Craig said A&W was a great place to work selling potential employees on the fact that you could make a full-year’s salary in just eight months as Visalia’s A&W would close for the winter. But the Carys decided there was no reason to lose money for one-third of the year and decided to open year round.
“We only closed one month that first year to change the kitchen,” Karen said in a 2017 interview. It was the last time any local A&W would close for more than a day.
Competition in the fast food market began to heat up in the 1950s with companies such as McDonald’s, Burger King and Carl’s Jr. beginning their own franchises. The second chain to come to Visalia was McDonald’s, which opened on Mooney Boulevard in the 1960s.
“There was some concern that having a second burger chain would hurt business, but it actually helped,” Craig said. “People were going out to eat more, and they were excited to have options, one on each side of town.”
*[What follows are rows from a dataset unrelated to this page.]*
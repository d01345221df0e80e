// SPDX-License-Identifier: BUSL-1.1
// Copyright (c) 2026 Joborc Contributors

use thiserror::Error;

use crate::cursor::CursorError;

/// Errors the Read API surfaces as HTTP status codes (§6.3, §7).
#[derive(Debug, Error)]
pub enum ReadApiError {
    #[error("unknown job")]
    JobNotFound,

    #[error("malformed cursor")]
    MalformedCursor,

    #[error("unrecognized log level")]
    UnknownLevel,

    #[error(transparent)]
    Storage(#[from] joborc_storage::StorageError),
}

impl From<CursorError> for ReadApiError {
    fn from(_: CursorError) -> Self {
        ReadApiError::MalformedCursor
    }
}

/// Errors from the length-prefixed wire framing (local control socket).
#[derive(Debug, Error)]
pub enum ProtocolError {
    #[error("io error: {0}")]
    Io(#[from] std::io::Error),

    #[error("serialization error: {0}")]
    Serde(#[from] serde_json::Error),

    #[error("message exceeds maximum frame size: {0} bytes")]
    FrameTooLarge(u32),
}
The demand for a more mobile lifestyle in the 1970s – involving family road trips, relocating for jobs and organized youth sports – led the Cary’s to open an A&W location on Mooney in 1972. Craig had recently come back to work for the family business after managing a local auto supply store, when his parents purchased the Tulare A&W in 1988. Craig was put in charge of rebuilding the store as it was coming off a three-year closure.
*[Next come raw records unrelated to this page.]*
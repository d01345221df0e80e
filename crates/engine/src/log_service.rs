// SPDX-License-Identifier: BUSL-1.1
// Copyright (c) 2026 Joborc Contributors

//! Log Service (§4.3): the read path over persisted logs. Aggregates a job
//! and (optionally) its descendants into one chronological stream via a
//! k-way merge over per-job lazy iterators, with cursor-based pagination.

use std::cmp::Ordering;
use std::collections::{BinaryHeap, HashMap, VecDeque};
use std::sync::Arc;

use joborc_core::{JobId, LogEntry, LogLevel};
use joborc_storage::{JobFilter, LogStorage, QueueStorage};
use joborc_wire::{Cursor, JobLogMetadata, LogEntryDto, LogOrder, LogsResponse, ReadApiError};

/// Breadth-first descendant enumeration stops here (§8 boundary behavior;
/// §9 "a defense against accidental misuse").
const MAX_DESCENDANTS: usize = 1000;

/// Minimum per-job fetch batch (§4.3 step 3).
const MIN_BATCH_SIZE: usize = 10;

pub struct LogService {
    jobs: Arc<dyn QueueStorage>,
    logs: Arc<dyn LogStorage>,
}

impl LogService {
    pub fn new(jobs: Arc<dyn QueueStorage>, logs: Arc<dyn LogStorage>) -> Self {
        Self { jobs, logs }
    }

    pub async fn get_aggregated_logs(
        &self,
        parent_id: JobId,
        include_descendants: bool,
        level_filter: Option<LogLevel>,
        limit: usize,
        cursor: Option<String>,
        order: LogOrder,
    ) -> Result<LogsResponse, ReadApiError> {
        let parent = self.jobs.get_job(parent_id).await?.ok_or(ReadApiError::JobNotFound)?;

        let mut metadata = HashMap::new();
        metadata.insert(parent_id, JobLogMetadata::from(&parent));
        let mut job_ids = vec![parent_id];

        if include_descendants {
            let mut frontier = VecDeque::new();
            frontier.push_back(parent_id);
            'bfs: while let Some(current) = frontier.pop_front() {
                for child in self.jobs.get_child_jobs(current).await? {
                    if job_ids.len() >= MAX_DESCENDANTS + 1 {
                        break 'bfs;
                    }
                    metadata.insert(child.id, JobLogMetadata::from(&child));
                    job_ids.push(child.id);
                    frontier.push_back(child.id);
                }
            }
        }

        let decoded_cursor = cursor.as_deref().map(Cursor::decode).transpose()?;

        let batch_size = limit.div_ceil(job_ids.len().max(1)).max(MIN_BATCH_SIZE);
        let mut iterators: Vec<JobIterator> =
            job_ids.iter().map(|id| JobIterator::new(*id, level_filter, batch_size)).collect();

        let mut heap: BinaryHeap<HeapEntry> = BinaryHeap::new();
        for (index, iterator) in iterators.iter_mut().enumerate() {
            if let Some(entry) = iterator.peek(self.logs.as_ref(), order, decoded_cursor.as_ref()).await {
                heap.push(HeapEntry::new(entry, index, order));
            }
        }

        let mut results = Vec::with_capacity(limit);
        while results.len() < limit {
            let Some(top) = heap.pop() else { break };
            let index = top.job_index;
            let entry = iterators[index].pop().expect("heap entry must match the iterator's buffered head");
            results.push(entry);
            if let Some(next) = iterators[index].peek(self.logs.as_ref(), order, decoded_cursor.as_ref()).await {
                heap.push(HeapEntry::new(next, index, order));
            }
        }

        let next_cursor = if heap.is_empty() {
            None
        } else {
            results.last().map(|entry| {
                Cursor { full_timestamp: entry.full_timestamp.clone(), job_id: entry.associated_job_id, sequence: entry.sequence.0.clone() }
                    .encode()
            })
        };

        Ok(LogsResponse { logs: results.iter().map(LogEntryDto::from).collect(), metadata, next_cursor })
    }
}

/// Lazy, paged stream of one job's logs with cursor filtering applied to
/// its first fetched batch only (§4.3 step 5).
struct JobIterator {
    job_id: JobId,
    level_filter: Option<LogLevel>,
    offset: usize,
    batch_size: usize,
    buffer: VecDeque<LogEntry>,
    exhausted: bool,
    first_fill_done: bool,
}

impl JobIterator {
    fn new(job_id: JobId, level_filter: Option<LogLevel>, batch_size: usize) -> Self {
        Self { job_id, level_filter, offset: 0, batch_size, buffer: VecDeque::new(), exhausted: false, first_fill_done: false }
    }

    async fn ensure_buffered(&mut self, logs: &dyn LogStorage, order: LogOrder, cursor: Option<&Cursor>) {
        if !self.buffer.is_empty() || self.exhausted {
            return;
        }
        let fetched = match self.level_filter {
            Some(level) => logs.get_logs_by_level_with_offset(self.job_id, level, self.batch_size, self.offset).await,
            None => logs.get_logs_with_offset(self.job_id, self.batch_size, self.offset).await,
        };
        let mut batch = match fetched {
            Ok(batch) => batch,
            Err(err) => {
                tracing::error!(job_id = %self.job_id, %err, "log fetch failed; treating iterator as exhausted");
                self.exhausted = true;
                return;
            }
        };
        if batch.is_empty() {
            self.exhausted = true;
            return;
        }
        self.offset += batch.len();
        if order == LogOrder::Asc {
            batch.reverse();
        }
        if !self.first_fill_done {
            self.first_fill_done = true;
            if let Some(cursor) = cursor {
                let cursor_key = (cursor.sequence.as_str(), cursor.full_timestamp.as_str(), cursor.job_id.as_str());
                batch.retain(|entry| match order {
                    LogOrder::Asc => entry.sort_key() > cursor_key,
                    LogOrder::Desc => entry.sort_key() < cursor_key,
                });
            }
        }
        self.buffer.extend(batch);
    }

    async fn peek(&mut self, logs: &dyn LogStorage, order: LogOrder, cursor: Option<&Cursor>) -> Option<LogEntry> {
        self.ensure_buffered(logs, order, cursor).await;
        self.buffer.front().cloned()
    }

    fn pop(&mut self) -> Option<LogEntry> {
        self.buffer.pop_front()
    }
}

/// A buffered candidate entry plus which job iterator it came from. Ordered
/// so `BinaryHeap::pop` always yields the next entry in the requested
/// direction — ascending wants the min pulled first, descending the max.
struct HeapEntry {
    sort_key: (String, String, String),
    job_index: usize,
    order: LogOrder,
}

impl HeapEntry {
    fn new(entry: LogEntry, job_index: usize, order: LogOrder) -> Self {
        let (sequence, full_timestamp, job_id) = entry.sort_key();
        Self { sort_key: (sequence.to_string(), full_timestamp.to_string(), job_id.to_string()), job_index, order }
    }
}

impl PartialEq for HeapEntry {
    fn eq(&self, other: &Self) -> bool {
        self.sort_key == other.sort_key
    }
}
impl Eq for HeapEntry {}

impl PartialOrd for HeapEntry {
    fn partial_cmp(&self, other: &Self) -> Option<Ordering> {
        Some(self.cmp(other))
    }
}

impl Ord for HeapEntry {
    fn cmp(&self, other: &Self) -> Ordering {
        let natural = self.sort_key.cmp(&other.sort_key);
        match self.order {
            LogOrder::Asc => natural.reverse(),
            LogOrder::Desc => natural,
        }
    }
}

#[cfg(test)]
#[path = "log_service_tests.rs"]
mod tests;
“I didn’t want to be a store manager forever, and I knew that computers were changing the auto parts business,” Craig said. “I was hoping to move into a higher position in the company.”
Craig’s chance came in the mid-1990s when he was named general manager after the family opened a store in the Hanford Mall followed by purchasing an existing A&W in Exeter. A decade later, the family opened their sixth restaurant in the Shannon Ranch development at the corner of Riggin Avenue and Mooney Boulevard in the northern part of Visalia.
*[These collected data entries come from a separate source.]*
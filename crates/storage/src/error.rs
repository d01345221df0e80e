// SPDX-License-Identifier: BUSL-1.1
// Copyright (c) 2026 Joborc Contributors

use joborc_core::JobId;
use thiserror::Error;

#[derive(Debug, Error)]
pub enum StorageError {
    #[error("job not found: {0}")]
    JobNotFound(JobId),

    #[error("queue item not found: {0}")]
    MessageNotFound(String),

    #[error("transient storage error: {0}")]
    Transient(String),
}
Food wasn’t a major part of A&W’s business model until the 1950s as other drive-ins began to offer burgers, fries, and other sandwiches. Craig said A&W was decidedly hands-off when it came to food offerings, and in some cases it remains that way to this day.
In the 1960s, A&W corporate adopted a merchandising program called the Burger Family. It created a “size for every appetite” with Papa, Mama, and Baby burger. A Teen burger, believed to be the nation’s first bacon cheeseburger, was added a few years later. Craig said the statues of each member of the family holding up a burger were taken from the Willis Street location and added as large lawn ornaments to the Carys backyard. Canadian franchises added to the family with Grandpa, Uncle, and Buddy burgers. The Burger Family program was discontinued in U.S. locations in the 1970s but the Papa Burger name returned to the menu and remains there today.
Locally, A&W has served sub sandwiches, French roll sandwiches, tacos, and at one time had a Giant Burger in honor of College of the Sequoias, where Bob Cary went to school. The burger had a half pound patty and was served on a French roll bun, with a portion of the proceeds going toward the community college in Visalia.
“We’ve always been a big contributor to COS,” Craig said. “Dad played sports there before going to Fresno State and was inducted into their Hall of Fame.”
Some regional items made it onto A&W’s core menu, such as in 2004 when franchises added cheese curds. Others remain on the menu at a single locations, which is the case at Willis Street in Visalia.
“There is a small bean and cheese burrito that came with the restaurant when my family bought it,” Craig said. “It’s a good little snack but I don’t think you will find many A&W menus with a burrito.”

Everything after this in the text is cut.